Think of your customers
2012-03-23 12:10
Georgina Guedes
Last week I e-mailed a new client for the first time. I was full of first-contact perkiness and pleasantries, communicating effectively while conveying that here is a pleasant person that you’ll be dealing with from now on.
Happy with the e-mail, I pressed Send with a little spring in my finger. About two seconds later, I received an Access Denied e-mail in my inbox. Like many large corporations, my new client blocks e-mails sent from any Gmail account.
Fortunately, in this case, someone at the company was able to whitelist me fairly promptly, allowing all future mails to zap straight through. However, I don’t believe that it is ever sound policy for an organisation - especially one that has any customer service aspect - to blacklist server domains like Gmail.
Gmail is one of many web-based e-mail providers. Because of this, people can use it to send spam. But for a company to have a policy blocking all mail that arrives from the Gmail domain means that they’ll be inconveniencing the scores of legitimate users who have migrated to the provider because it is, quite simply, the best email programme out there.

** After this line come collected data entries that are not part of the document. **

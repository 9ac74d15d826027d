//! Blocking `Session` over an in-memory transport.

#[path = "../../ltls-core/tests/common/mod.rs"]
mod common;

use std::io::{self, Read, Write};

use common::{MemoryTransport, ServerOptions, TestServer};
use ltls::{ClientConfig, Error, ProtocolVersion, Session};
use ltls_core::alert::Alert;

fn transport(version: ProtocolVersion, suite: u16) -> MemoryTransport {
    common::init_tracing();
    MemoryTransport::new(TestServer::new(ServerOptions::new(version, suite)))
}

#[test]
fn test_session_round_trip() {
    let config = ClientConfig::builder()
        .with_server_name("mem.test")
        .build()
        .unwrap();
    let mut session = Session::open(&config, transport(ProtocolVersion::Tls12, 0x0067)).unwrap();

    assert!(session.is_open());
    assert_eq!(session.negotiated_version(), Some(ProtocolVersion::Tls12));
    assert_eq!(session.cipher_suite().map(|s| s.id), Some(0x0067));
    assert_eq!(session.peer_certificates().len(), 1);
    assert_eq!(session.get_ref().server.server_name.as_deref(), Some("mem.test"));

    assert_eq!(session.write(b"ping").unwrap(), 4);
    let mut buf = [0u8; 16];
    let n = session.read(&mut buf).unwrap();
    assert_eq!(&buf[..n], b"ping");

    session.close().unwrap();
    assert!(!session.is_open());
    assert_eq!(session.get_ref().server.alerts, vec![Alert::close_notify()]);
    assert_eq!(session.write(b"again"), Err(Error::ConnectionClosed));
}

#[test]
fn test_session_tiny_transport_reads() {
    let mut transport = transport(ProtocolVersion::Tls10, 0x002F);
    transport.max_read = 3;
    let mut session = Session::open(&ClientConfig::default(), transport).unwrap();

    session.write(b"fragmented transport").unwrap();
    let mut received = Vec::new();
    let mut buf = [0u8; 8];
    while received.len() < 20 {
        let n = session.read(&mut buf).unwrap();
        assert!(n > 0);
        received.extend_from_slice(&buf[..n]);
    }
    assert_eq!(received, b"fragmented transport".to_vec());
}

#[test]
fn test_session_buffered_data() {
    let mut session =
        Session::open(&ClientConfig::default(), transport(ProtocolVersion::Tls11, 0x0005)).unwrap();

    let transport = session.get_mut();
    let mut records = transport.server.send_application_data(b"first ");
    records.extend(transport.server.send_application_data(b"second"));
    transport.push_inbound(&records);

    let mut buf = [0u8; 4];
    assert_eq!(session.read(&mut buf).unwrap(), 4);
    assert_eq!(&buf, b"firs");
    assert_eq!(session.buffered_len(), 8);
    assert_eq!(session.read_available(), b"t second".to_vec());
    assert_eq!(session.buffered_len(), 0);
}

#[test]
fn test_session_server_close() {
    let mut session =
        Session::open(&ClientConfig::default(), transport(ProtocolVersion::Tls12, 0x0035)).unwrap();

    let transport = session.get_mut();
    let close = transport.server.close();
    transport.push_inbound(&close);

    let mut buf = [0u8; 16];
    assert_eq!(session.read(&mut buf).unwrap(), 0);
    assert!(!session.is_open());
    // our close_notify reply reached the server
    assert_eq!(session.get_ref().server.alerts, vec![Alert::close_notify()]);
    session.close().unwrap();
}

#[test]
fn test_session_handshake_failure() {
    let config = ClientConfig::builder()
        .with_cipher_suites(&[0x002F])
        .build()
        .unwrap();
    let err = Session::open(&config, transport(ProtocolVersion::Tls12, 0x0035)).unwrap_err();
    assert!(matches!(err, Error::IllegalParameter(_)));
}

/// Transport that accepts writes and never answers.
struct Silent;

impl Read for Silent {
    fn read(&mut self, _buf: &mut [u8]) -> io::Result<usize> {
        Ok(0)
    }
}

impl Write for Silent {
    fn write(&mut self, buf: &[u8]) -> io::Result<usize> {
        Ok(buf.len())
    }

    fn flush(&mut self) -> io::Result<()> {
        Ok(())
    }
}

#[test]
fn test_session_eof_during_handshake() {
    let err = Session::open(&ClientConfig::default(), Silent).unwrap_err();
    assert!(matches!(err, Error::IoError(_)));
    assert_eq!(err.category(), ltls::ErrorCategory::Transport);
}

/// Transport whose reads time out.
struct TimingOut;

impl Read for TimingOut {
    fn read(&mut self, _buf: &mut [u8]) -> io::Result<usize> {
        Err(io::Error::new(io::ErrorKind::TimedOut, "read timed out"))
    }
}

impl Write for TimingOut {
    fn write(&mut self, buf: &[u8]) -> io::Result<usize> {
        Ok(buf.len())
    }

    fn flush(&mut self) -> io::Result<()> {
        Ok(())
    }
}

#[test]
fn test_session_transport_timeout() {
    let err = Session::open(&ClientConfig::default(), TimingOut).unwrap_err();
    match err {
        Error::IoError(msg) => assert!(msg.contains("timed out")),
        other => panic!("expected IoError, got {:?}", other),
    }
}
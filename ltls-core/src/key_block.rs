//! Key block partitioning.
//!
//! ```text
//! client_write_MAC_key[mac_size]
//! server_write_MAC_key[mac_size]
//! client_write_key[key_size]
//! server_write_key[key_size]
//! client_write_IV[iv_size]      -- TLS 1.0 block ciphers only
//! server_write_IV[iv_size]      -- TLS 1.0 block ciphers only
//! ```

use zeroize::Zeroizing;

use crate::cipher_suites::CipherSuite;
use crate::error::{Error, Result};
use crate::protocol::ProtocolVersion;

/// Per-direction keys cut from the key block.
///
/// All buffers are wiped on drop.
#[derive(Debug, Clone)]
pub struct KeyMaterial {
    /// Client write MAC key
    pub client_mac_key: Zeroizing<Vec<u8>>,
    /// Server write MAC key
    pub server_mac_key: Zeroizing<Vec<u8>>,
    /// Client write cipher key
    pub client_key: Zeroizing<Vec<u8>>,
    /// Server write cipher key
    pub server_key: Zeroizing<Vec<u8>>,
    /// Client write IV (empty unless implicit)
    pub client_iv: Zeroizing<Vec<u8>>,
    /// Server write IV (empty unless implicit)
    pub server_iv: Zeroizing<Vec<u8>>,
}

impl KeyMaterial {
    /// Split a key block into its six parts.
    ///
    /// The block must be exactly `suite.key_block_length(version)` bytes.
    pub fn split(key_block: &[u8], suite: &CipherSuite, version: ProtocolVersion) -> Result<Self> {
        let expected = suite.key_block_length(version);
        if key_block.len() != expected {
            return Err(Error::InternalError(format!(
                "key block is {} bytes, {} needs {}",
                key_block.len(),
                suite.name,
                expected
            )));
        }

        let mac = suite.mac_size();
        let key = suite.key_size();
        let iv = if suite.is_block_cipher() && !version.has_explicit_iv() {
            suite.iv_size()
        } else {
            0
        };

        let mut rest: &[u8] = key_block;
        let mut take = |len: usize| {
            let current = rest;
            let (head, tail) = current.split_at(len);
            rest = tail;
            Zeroizing::new(head.to_vec())
        };

        Ok(Self {
            client_mac_key: take(mac),
            server_mac_key: take(mac),
            client_key: take(key),
            server_key: take(key),
            client_iv: take(iv),
            server_iv: take(iv),
        })
    }
}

You see a lot of this kind of thinking at companies - especially banks. Earlier this year, after my wallet was lost, I had to replace my ATM cards at two different banks - Absa and Standard. Absa made me jump through various hoops with reference numbers and a 48-hour waiting period. Standard Bank replaced my card while I stood in a calm, blue haze.
When I queried Absa about the various hoops, I was told that this was because of increasing card fraud. And yet Standard Bank seems able to ameliorate the risk without inconveniencing their customers.
As another example, I was buying petrol at the Killarney garage a couple of weeks ago. The attendant was great, but I had no loose change or other cash in my wallet, so I asked him to add a tip onto the petrol bill. He informed me that the garage no longer allows attendants to do this because one employee had been enthusiastically adding on his own tips, swindling all the local pensioners.
One dishonest employee doesn’t mean that all other employees should be inconvenienced and all customers prevented from giving a token of appreciation for pleasant service. Companies should look at their policies and think not of the security hole being patched, but of the other 99% of honest interactions that are now made inconvenient or impossible.
This is indicative of the kind of thinking that governs businesses that aren’t putting their customers first. In the case of the petrol station, what is communicated is, “We don’t trust our staff.” In the case of the bank, what is communicated is, “We don’t trust you.”
While everyone accepts measures to limit fraud or theft, when other banks, petrol stations or organisations don’t do it, it makes your customers resent you - never mind your employees who are losing out on tips.
And when the hoops are stacked up into a tunnel of inconvenience that customers have to crawl through for even the simplest of transactions, customers will start taking their business elsewhere.